The honesty in those two words hit harder than any threat. This man didn't just want to hurt her. He wanted to break her for crimes she didn't commit, sins that belonged to a father who'd left her behind without explanation.

"You can't force me to marry you."

"I can do anything I want, Miss Castello. That's what power means. But I'm giving you a choice." He pulled an envelope from his jacket and dropped it on her textbooks. "Seventy-two hours. You can run, and I'll hunt you down before you reach the state line. You can go to the police, and I'll have you arrested for conspiracy to commit fraud. Or you can show up at the address in that envelope at eight PM Friday night and sign the papers that make you my legal responsibility."

"This is kidnapping."

"This is justice. Your father took something from my family. Now I'm taking something from his." Luca walked to the door, each step measured and final. "Seventy-two hours. I suggest you use them to say goodbye to this life. You won't be coming back to it."

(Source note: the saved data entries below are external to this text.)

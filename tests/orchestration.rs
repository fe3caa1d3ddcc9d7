//! End-to-end tests for job scheduling over an in-memory runtime.
//!
//! Run with: cargo test --test orchestration

use std::time::Duration;

use serde_json::json;
use trainforge::config::OrchestratorConfig;
use trainforge::scheduler::{JobPriority, JobStatus, TrainingJob};
use trainforge::{Runtime, TrainingError};

const WAIT: Duration = Duration::from_secs(60);

fn job_config(feature_set: &str) -> serde_json::Value {
    json!({
        "feature_set": feature_set,
        "horizon": 24,
        "start": "2024-01-01",
        "end": "2024-01-15",
        "hyperparameters": {"epochs": 5}
    })
}

fn test_config() -> OrchestratorConfig {
    OrchestratorConfig::default().with_poll_interval(Duration::from_millis(10))
}

async fn runtime(config: OrchestratorConfig) -> Runtime {
    Runtime::in_memory(config)
        .await
        .expect("Should build in-memory runtime")
}

fn started(job: &TrainingJob) -> chrono::DateTime<chrono::Utc> {
    job.started_at.expect("Completed job should have started")
}

#[tokio::test]
async fn test_job_runs_to_completion() {
    let runtime = runtime(test_config()).await;
    let orch = &runtime.orchestrator;
    orch.start().await.unwrap();

    let id = orch
        .create_job("t1", "forecast", job_config("basic"), JobPriority::Normal)
        .await
        .unwrap();
    let job = orch.wait_for(id, WAIT).await.unwrap();

    assert_eq!(job.status, JobStatus::Completed, "error: {:?}", job.error_message);
    assert_eq!(job.result_model_id.as_deref(), Some("t1:forecast:v1"));
    assert_eq!(job.progress, 1.0);
    let metrics = job.metrics.expect("Completed job should carry metrics");
    for key in ["mae", "rmse", "r2"] {
        assert!(metrics.contains_key(key), "missing metric {}", key);
    }
    assert!(job.completed_at.is_some());
    assert_eq!(runtime.registry.len().await, 1);

    orch.shutdown().await.unwrap();
}

#[tokio::test]
async fn test_priority_then_submission_order() {
    let runtime = runtime(
        test_config()
            .with_max_concurrent_jobs(1)
            .with_dispatch_workers(1),
    )
    .await;
    let orch = &runtime.orchestrator;

    let normal_first = orch
        .create_job("t1", "forecast", job_config("basic"), JobPriority::Normal)
        .await
        .unwrap();
    let low = orch
        .create_job("t1", "forecast", job_config("basic"), JobPriority::Low)
        .await
        .unwrap();
    let normal_second = orch
        .create_job("t1", "forecast", job_config("basic"), JobPriority::Normal)
        .await
        .unwrap();
    let urgent = orch
        .create_job("t1", "forecast", job_config("basic"), JobPriority::Urgent)
        .await
        .unwrap();

    orch.start().await.unwrap();
    let mut jobs = Vec::new();
    for id in [urgent, normal_first, normal_second, low] {
        jobs.push(orch.wait_for(id, WAIT).await.unwrap());
    }
    orch.shutdown().await.unwrap();

    for pair in jobs.windows(2) {
        assert!(
            started(&pair[0]) <= started(&pair[1]),
            "{} ({}) started after {} ({})",
            pair[0].job_id,
            pair[0].priority,
            pair[1].job_id,
            pair[1].priority
        );
        // With a single slot the next job starts only after the previous one ends.
        assert!(pair[0].completed_at.unwrap() <= started(&pair[1]));
    }
}

#[tokio::test]
async fn test_cancelled_queued_job_never_starts() {
    let runtime = runtime(test_config()).await;
    let orch = &runtime.orchestrator;

    let cancelled = orch
        .create_job("t1", "forecast", job_config("basic"), JobPriority::Normal)
        .await
        .unwrap();
    let kept = orch
        .create_job("t1", "forecast", job_config("basic"), JobPriority::Normal)
        .await
        .unwrap();
    orch.cancel_job(cancelled).await.unwrap();

    orch.start().await.unwrap();
    let kept = orch.wait_for(kept, WAIT).await.unwrap();
    assert_eq!(kept.status, JobStatus::Completed);
    orch.shutdown().await.unwrap();

    let cancelled = orch.get_job(cancelled).await.unwrap();
    assert_eq!(cancelled.status, JobStatus::Cancelled);
    assert!(cancelled.started_at.is_none());
    assert!(cancelled.result_model_id.is_none());
}

#[tokio::test(flavor = "multi_thread", worker_threads = 4)]
async fn test_cancel_running_distributed_job_stops_subtasks() {
    let runtime = runtime(test_config()).await;
    let orch = &runtime.orchestrator;
    let workers = runtime.worker_pool.len().await;
    orch.start().await.unwrap();

    let mut config = job_config("basic");
    config["n_workers"] = json!(2);
    config["hyperparameters"] = json!({"epochs": 50_000_000});
    let id = orch
        .create_job("t1", "forecast", config, JobPriority::Normal)
        .await
        .unwrap();

    let deadline = tokio::time::Instant::now() + WAIT;
    loop {
        let job = orch.get_job(id).await.unwrap();
        let busy = runtime.worker_pool.status().await.busy;
        if job.status == JobStatus::Running && busy > 0 {
            break;
        }
        assert!(!job.status.is_terminal(), "job ended early: {:?}", job.error_message);
        assert!(tokio::time::Instant::now() < deadline, "job never started training");
        tokio::time::sleep(Duration::from_millis(10)).await;
    }

    orch.cancel_job(id).await.unwrap();
    orch.wait_idle(WAIT).await.unwrap();

    // Subtasks stop at their next epoch and hand their workers back.
    let deadline = tokio::time::Instant::now() + WAIT;
    loop {
        let status = runtime.worker_pool.status().await;
        if status.idle == workers {
            assert_eq!(status.busy, 0);
            break;
        }
        assert!(tokio::time::Instant::now() < deadline, "workers still busy: {:?}", status);
        tokio::time::sleep(Duration::from_millis(10)).await;
    }

    let job = orch.get_job(id).await.unwrap();
    assert_eq!(job.status, JobStatus::Cancelled);
    assert!(job.result_model_id.is_none());
    assert!(job.metrics.is_none());
    assert_eq!(runtime.registry.len().await, 0);
    let logs = orch.job_logs(id).await.unwrap();
    assert!(logs.iter().all(|e| e.message != "running -> completed"));

    orch.shutdown().await.unwrap();
}

#[tokio::test]
async fn test_retry_of_failed_job_copies_config() {
    let runtime = runtime(test_config()).await;
    let orch = &runtime.orchestrator;

    let id = orch
        .create_job("t1", "forecast", job_config("extended"), JobPriority::High)
        .await
        .unwrap();
    orch.mark_running(id).await.unwrap();
    orch.mark_failed(id, "worker lost").await.unwrap();

    let retry = orch.retry_job(id).await.unwrap();
    let original = orch.get_job(id).await.unwrap();
    let copy = orch.get_job(retry).await.unwrap();
    assert_eq!(copy.status, JobStatus::Queued);
    assert_eq!(copy.config, original.config);
    assert_eq!(copy.tenant_id, original.tenant_id);
    assert_eq!(copy.priority, original.priority);
    assert_eq!(copy.retry_of(), Some(id));
    assert_eq!(original.status, JobStatus::Failed);
}

#[tokio::test]
async fn test_invalid_job_is_rejected_before_queueing() {
    let runtime = runtime(test_config()).await;
    let orch = &runtime.orchestrator;

    let err = orch
        .create_job("", "forecast", job_config("basic"), JobPriority::Normal)
        .await
        .unwrap_err();
    assert!(matches!(err, TrainingError::Validation(_)));

    let err = orch
        .create_job(
            "t1",
            "forecast",
            json!({"feature_set": "basic", "start": "not-a-date", "end": "2024-01-15"}),
            JobPriority::Normal,
        )
        .await
        .unwrap_err();
    assert!(matches!(err, TrainingError::Validation(_)));
    assert!(orch.queue().is_empty().await);
}

#[tokio::test(flavor = "multi_thread", worker_threads = 4)]
async fn test_concurrent_dispatchers_run_each_job_once() {
    let runtime = runtime(
        test_config()
            .with_max_concurrent_jobs(3)
            .with_dispatch_workers(4),
    )
    .await;
    let orch = &runtime.orchestrator;

    let mut ids = Vec::new();
    for i in 0..12 {
        let tenant = format!("t{}", i % 3);
        ids.push(
            orch.create_job(&tenant, "forecast", job_config("basic"), JobPriority::Normal)
                .await
                .unwrap(),
        );
    }
    orch.start().await.unwrap();
    orch.wait_idle(WAIT).await.unwrap();
    orch.shutdown().await.unwrap();

    for id in ids {
        let job = orch.get_job(id).await.unwrap();
        assert_eq!(job.status, JobStatus::Completed);
        let starts = orch
            .job_logs(id)
            .await
            .unwrap()
            .iter()
            .filter(|e| e.message == "queued -> running")
            .count();
        assert_eq!(starts, 1, "job {} dispatched {} times", id, starts);
    }
    assert_eq!(runtime.registry.len().await, 12);
}

#[tokio::test]
async fn test_stats_count_jobs_by_status() {
    let runtime = runtime(test_config()).await;
    let orch = &runtime.orchestrator;

    let a = orch
        .create_job("t1", "forecast", job_config("basic"), JobPriority::Normal)
        .await
        .unwrap();
    orch.create_job("t1", "forecast", job_config("basic"), JobPriority::Normal)
        .await
        .unwrap();
    orch.cancel_job(a).await.unwrap();

    let stats = orch.stats().await.unwrap();
    assert_eq!(stats.jobs_by_status.get("queued"), Some(&1));
    assert_eq!(stats.jobs_by_status.get("cancelled"), Some(&1));
    assert_eq!(stats.queue.queued, 1);
    assert_eq!(stats.running_jobs, 0);
}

He paused with his hand on the doorknob.

"One more thing. Don't try to contact your father. I'm monitoring everything. Every call. Every email. If he knows I have you before I want him to know, the deal is off and you become significantly less valuable alive than dead."

Then he was gone, leaving only the photograph and the envelope and the ruins of everything Aria thought she knew about her life.

Her hands shook as she opened the envelope. Inside was a marriage license, already filled out. Location. Time. Date.

And at the bottom, in an elegant script that looked like it belonged on a wedding invitation instead of a death warrant: "Your father's life insurance policy expired tonight. You are the premium."